(Stored data entries)
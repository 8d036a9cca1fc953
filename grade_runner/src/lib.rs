//! Drives one grading run end to end: validate the run configuration, compile the
//! answer key, grade the roster and write every output file.

use anyhow::{Context, Result};
use chrono::Utc;
use marker::comparators::search_comparator::SearchComparator;
use marker::parsers::answer_key_parser::AnswerKeyParser;
use marker::report::{
    RunMetadata, assemble_feedback, assemble_general_feedback, grade_rows,
};
use marker::run::{RunOutcome, grade_students};
use marker::scheme::GradingScheme;
use marker::scorer::RunSummary;
use marker::traits::parser::Parser;
use std::fs;
use std::path::PathBuf;
use std::sync::Arc;
use tracing::{info, warn};
use util::config::GraderConfig;
use util::paths::feedback_path;
use util::roster::load_roster;
use util::submission_loader::FileSubmissionSource;
use util::writers::{write_grades_csv, write_yaml};

/// What a finished run produced.
#[derive(Debug, Clone)]
pub struct RunReport {
    pub course: String,
    pub lab: String,
    pub total_points: f64,
    pub summary: RunSummary,
    pub feedback_files: Vec<PathBuf>,
    pub results_dir: PathBuf,
}

/// Compiles the answer key named by `config`. Any format error halts the run.
pub fn load_scheme(config: &GraderConfig) -> Result<GradingScheme> {
    let path = &config.answer_key_file;
    let text = fs::read_to_string(path)
        .with_context(|| format!("cannot read answer key '{}'", path.display()))?;
    let scheme = AnswerKeyParser
        .parse(text.as_str())
        .with_context(|| format!("answer key '{}' is invalid", path.display()))?;
    for defect in &scheme.defects {
        warn!(%defect, "gradable line disabled");
    }
    Ok(scheme)
}

pub async fn run(config: &GraderConfig) -> Result<RunReport> {
    config.validate()?;
    let scheme = Arc::new(load_scheme(config)?);
    config.prepare_output_dirs()?;
    write_yaml(&config.grading_scheme_file(), scheme.as_ref())?;

    let roster = load_roster(&config.students_file)?;
    let unsupplied = roster.unsupplied(scheme.placeholders());
    if !unsupplied.is_empty() {
        warn!(
            placeholders = %unsupplied.join(", "),
            "roster has no column for these placeholders, students will be skipped"
        );
    }
    let source = Arc::new(FileSubmissionSource::new(
        &config.submissions_dir,
        &config.submission_file,
    ));

    let outcome = grade_students(
        Arc::clone(&scheme),
        roster.students,
        source,
        Arc::new(SearchComparator),
        config.pass_threshold,
    )
    .await;

    let lab_fallback = config
        .answer_key_file
        .file_stem()
        .and_then(|s| s.to_str())
        .unwrap_or("lab")
        .to_string();
    let meta = RunMetadata::from_scheme(&scheme, &lab_fallback, Utc::now());

    let results_dir = config.results_dir();
    let config = config.clone();
    let writer_scheme = Arc::clone(&scheme);
    let writer_meta = meta.clone();
    let summary = outcome.summary.clone();
    let feedback_files = tokio::task::spawn_blocking(move || {
        write_outputs(&config, &writer_scheme, &writer_meta, &outcome)
    })
    .await
    .context("output writer task failed")??;

    info!(files = feedback_files.len(), "feedback written");
    Ok(RunReport {
        course: meta.course,
        lab: meta.lab,
        total_points: scheme.total_points(),
        summary,
        feedback_files,
        results_dir,
    })
}

fn write_outputs(
    config: &GraderConfig,
    scheme: &GradingScheme,
    meta: &RunMetadata,
    outcome: &RunOutcome,
) -> Result<Vec<PathBuf>> {
    let feedback_dir = config.feedback_dir();
    let mut written = Vec::with_capacity(outcome.feedback.len());
    for feedback in &outcome.feedback {
        let path = feedback_path(&feedback_dir, &feedback.student.username, &meta.lab);
        write_yaml(&path, &assemble_feedback(feedback, meta))?;
        written.push(path);
    }

    let general = assemble_general_feedback(&outcome.summary, scheme, meta);
    write_yaml(&config.general_feedback_file(), &general)?;
    write_grades_csv(&config.grades_csv_file(), &grade_rows(&outcome.feedback))?;
    Ok(written)
}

REQUIRED WORK. Find each line in the data above with the word "SearchComparator", then copy it.

RESULT.
use marker::comparators::search_comparator::SearchComparator;
        Arc::new(SearchComparator),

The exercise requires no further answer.